Let the largest of the odd integers be $2x+1$, then the others are $2(x-1)+1$ and $2(x-2)+1$ (where $x$ is an integer).

So we are told that: $[2(x-2)+1][2x+1]=3[2(x-1)+1]+6$

This is a quadratic in $x$, so solve it and choose the root (or roots) that makes sense.

CB

3. Hello, magentarita!

Another approach . . .

What is the largest of three consecutive odd integers if the product
of the first and third integers is 6 more than three times the second integer?
Consecutive odd integers "go up by two's".

Let $x$ = the smallest odd integer.
Then $(x+2)\text{ and }(x+4)$ are the next two odd integers.

. . $\underbrace{\text{Product of first and third}} _{x(x+4)}\; \underbrace{\text{is}}_{=} \; \underbrace{\text{6 more than}}_{6\;\; +} \; \underbrace{\text{3 times second}}_{3(x+2)}$

And we have: . $x(x+4) \;=\;3(x+2)+6 \quad\Rightarrow\quad x^2 + x - 12 \:=\:0$

Solve the quadratic equation (and take the odd root).

And remember, they asked for the largest of the three.

4. ok.......

Originally Posted by CaptainBlack
Let the largest of the odd integers be $2x+1$, then the others are $2(x-1)+1$ and $2(x-2)+1$ (where $x$ is an integer).

So we are told that: $[2(x-2)+1][2x+1]=3[2(x-1)+1]+6$

This is a quadratic in $x$, so solve it and choose the root (or roots) that makes sense.

CB
Great work!

5. ok.........

Originally Posted by Soroban
Hello, magentarita!

Another approach . . .

Consecutive odd integers "go up by two's".

Let $x$ = the smallest odd integer.
Then $(x+2)\text{ and }(x+4)$ are the next two odd integers.

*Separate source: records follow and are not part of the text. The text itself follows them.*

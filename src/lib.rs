//! Forecast Cache Library
//!
//! Cached request engine for forecast-data clients.
//!
//! # Features
//!
//! - **Single-flight**: concurrent requests for one key share one fetch
//! - **TTL expiry**: entries go stale lazily, on the next access
//! - **Stale-response guards**: per-key generations and per-query request
//!   counters discard results of superseded fetches
//! - **Invalidation**: by key, by key prefix, or everything
//! - **Forecast API client**: JSON GET with retries on 5xx

#![forbid(unsafe_code)]
#![warn(missing_docs)]

pub mod cache;
pub mod cli;
pub mod client;
pub mod config;
pub mod error;
pub mod keys;
pub mod query;
pub mod retry;

pub use cache::{
    RequestCache, clear_cached_requests, fetch_fn, global, invalidate_cached_key,
};
pub use error::{Error, Result, SharedError};
pub use query::{PanelView, Query, QueryOptions, QueryState, Status};

use tracing_subscriber::{EnvFilter, fmt, layer::SubscriberExt, util::SubscriberInitExt};

/// Setup tracing/logging
pub fn setup_tracing(level: &str, format: Option<&str>) -> Result<()> {
    let filter = EnvFilter::try_from_default_env().unwrap_or_else(|_| EnvFilter::new(level));

    let subscriber = tracing_subscriber::registry().with(filter);

    match format {
        Some("json") => subscriber
            .with(fmt::layer().json().with_writer(std::io::stderr))
            .try_init(),
        _ => subscriber
            .with(fmt::layer().with_writer(std::io::stderr))
            .try_init(),
    }
    .map_err(|e| Error::Internal(format!("failed to install tracing subscriber: {e}")))
}
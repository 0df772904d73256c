//! Cache entries, in-flight markers and fetch completions

use std::future::Future;
use std::sync::Arc;
use std::time::Duration;

use chrono::{DateTime, Utc};
use futures::FutureExt as _;
use futures::future::{BoxFuture, Shared};
use serde::Serialize;
use tokio::time::Instant;

use crate::{Result, SharedError};

/// Zero-argument fetch function producing the value for one key.
///
/// Stored on the entry so `refresh` can re-run it without the caller.
pub type FetchFn<V> = Arc<dyn Fn() -> BoxFuture<'static, Result<V>> + Send + Sync>;

/// Box an async closure into a [`FetchFn`].
///
/// ```
/// use forecast_cache::cache::fetch_fn;
/// use serde_json::{Value, json};
///
/// let fetch = fetch_fn(|| async { Ok::<Value, forecast_cache::Error>(json!({"entities": []})) });
/// # let _ = fetch;
/// ```
pub fn fetch_fn<V, F, Fut>(f: F) -> FetchFn<V>
where
    F: Fn() -> Fut + Send + Sync + 'static,
    Fut: Future<Output = Result<V>> + Send + 'static,
{
    Arc::new(move || f().boxed())
}

/// Result of a fetch as seen by everyone awaiting it
pub type Outcome<V> = std::result::Result<V, SharedError>;

/// What the store did with a completed fetch
#[derive(Debug, Clone, Copy, PartialEq, Eq)]
pub enum CompletionStatus {
    /// The result was written to the entry
    Committed,
    /// A newer fetch for the key started first; the result was discarded
    Superseded,
    /// The entry was removed while the fetch ran; nothing was written
    Detached,
}

/// A finished fetch, shared between all joined callers
#[derive(Debug, Clone)]
pub struct Completion<V> {
    /// Generation the fetch was started with
    pub generation: u64,
    /// Fetched value or failure
    pub result: Outcome<V>,
    /// How the store handled the result
    pub status: CompletionStatus,
}

/// Shared handle to an in-flight fetch
pub type SharedFetch<V> = Shared<BoxFuture<'static, Completion<V>>>;

pub(crate) struct InFlight<V> {
    pub(crate) generation: u64,
    pub(crate) future: SharedFetch<V>,
}

pub(crate) struct CacheEntry<V> {
    pub(crate) data: Option<V>,
    pub(crate) fetched_at: Option<Instant>,
    pub(crate) fetched_at_utc: Option<DateTime<Utc>>,
    pub(crate) ttl: Duration,
    pub(crate) in_flight: Option<InFlight<V>>,
    pub(crate) generation: u64,
    pub(crate) fetcher: Option<FetchFn<V>>,
    pub(crate) last_error: Option<SharedError>,
}

impl<V: Clone> CacheEntry<V> {
    pub(crate) fn new(ttl: Duration) -> Self {
        Self {
            data: None,
            fetched_at: None,
            fetched_at_utc: None,
            ttl,
            in_flight: None,
            generation: 0,
            fetcher: None,
            last_error: None,
        }
    }

    /// Data younger than `ttl`, if any
    pub(crate) fn fresh_data(&self, ttl: Duration) -> Option<V> {
        match (&self.data, self.fetched_at) {
            (Some(data), Some(at)) if at.elapsed() < ttl => Some(data.clone()),
            _ => None,
        }
    }

    pub(crate) fn is_expired(&self) -> bool {
        self.fetched_at.is_none_or(|at| at.elapsed() >= self.ttl)
    }

    pub(crate) fn commit(&mut self, result: &Outcome<V>) {
        match result {
            Ok(value) => {
                self.data = Some(value.clone());
                self.fetched_at = Some(Instant::now());
                self.fetched_at_utc = Some(Utc::now());
                self.last_error = None;
            }
            Err(e) => {
                self.data = None;
                self.fetched_at = None;
                self.fetched_at_utc = None;
                self.last_error = Some(Arc::clone(e));
            }
        }
    }

    pub(crate) fn snapshot(&self, key: &str) -> EntrySnapshot {
        EntrySnapshot {
            key: key.to_string(),
            has_data: self.data.is_some(),
            fetched_at: self.fetched_at_utc,
            ttl_ms: u64::try_from(self.ttl.as_millis()).unwrap_or(u64::MAX),
            expired: self.is_expired(),
            generation: self.generation,
            in_flight: self.in_flight.is_some(),
            last_error: self.last_error.as_ref().map(ToString::to_string),
        }
    }
}

/// Diagnostic view of one cache entry
#[derive(Debug, Clone, Serialize)]
pub struct EntrySnapshot {
    /// Cache key
    pub key: String,
    /// Whether a committed value is present
    pub has_data: bool,
    /// Wall-clock time of the last successful fetch
    pub fetched_at: Option<DateTime<Utc>>,
    /// TTL recorded for the entry
    pub ttl_ms: u64,
    /// Whether the recorded TTL has elapsed
    pub expired: bool,
    /// Generation of the latest fetch started for the key
    pub generation: u64,
    /// Whether a fetch is currently running
    pub in_flight: bool,
    /// Last failure, if the latest committed fetch failed
    pub last_error: Option<String>,
}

. . $\underbrace{\text{Product of first and third}} _{x(x+4)}\; \underbrace{\text{is}}_{=} \; \underbrace{\text{6 more than}}_{6\;\; +} \; \underbrace{\text{3 times second}}_{3(x+2)}$

And we have: . $x(x+4) \;=\;3(x+2)+6 \quad\Rightarrow\quad x^2 + x - 12 \:=\:0$

Solve the quadratic equation (and take the odd root).

And remember, they asked for the largest of the three.
I save your replies for future reference.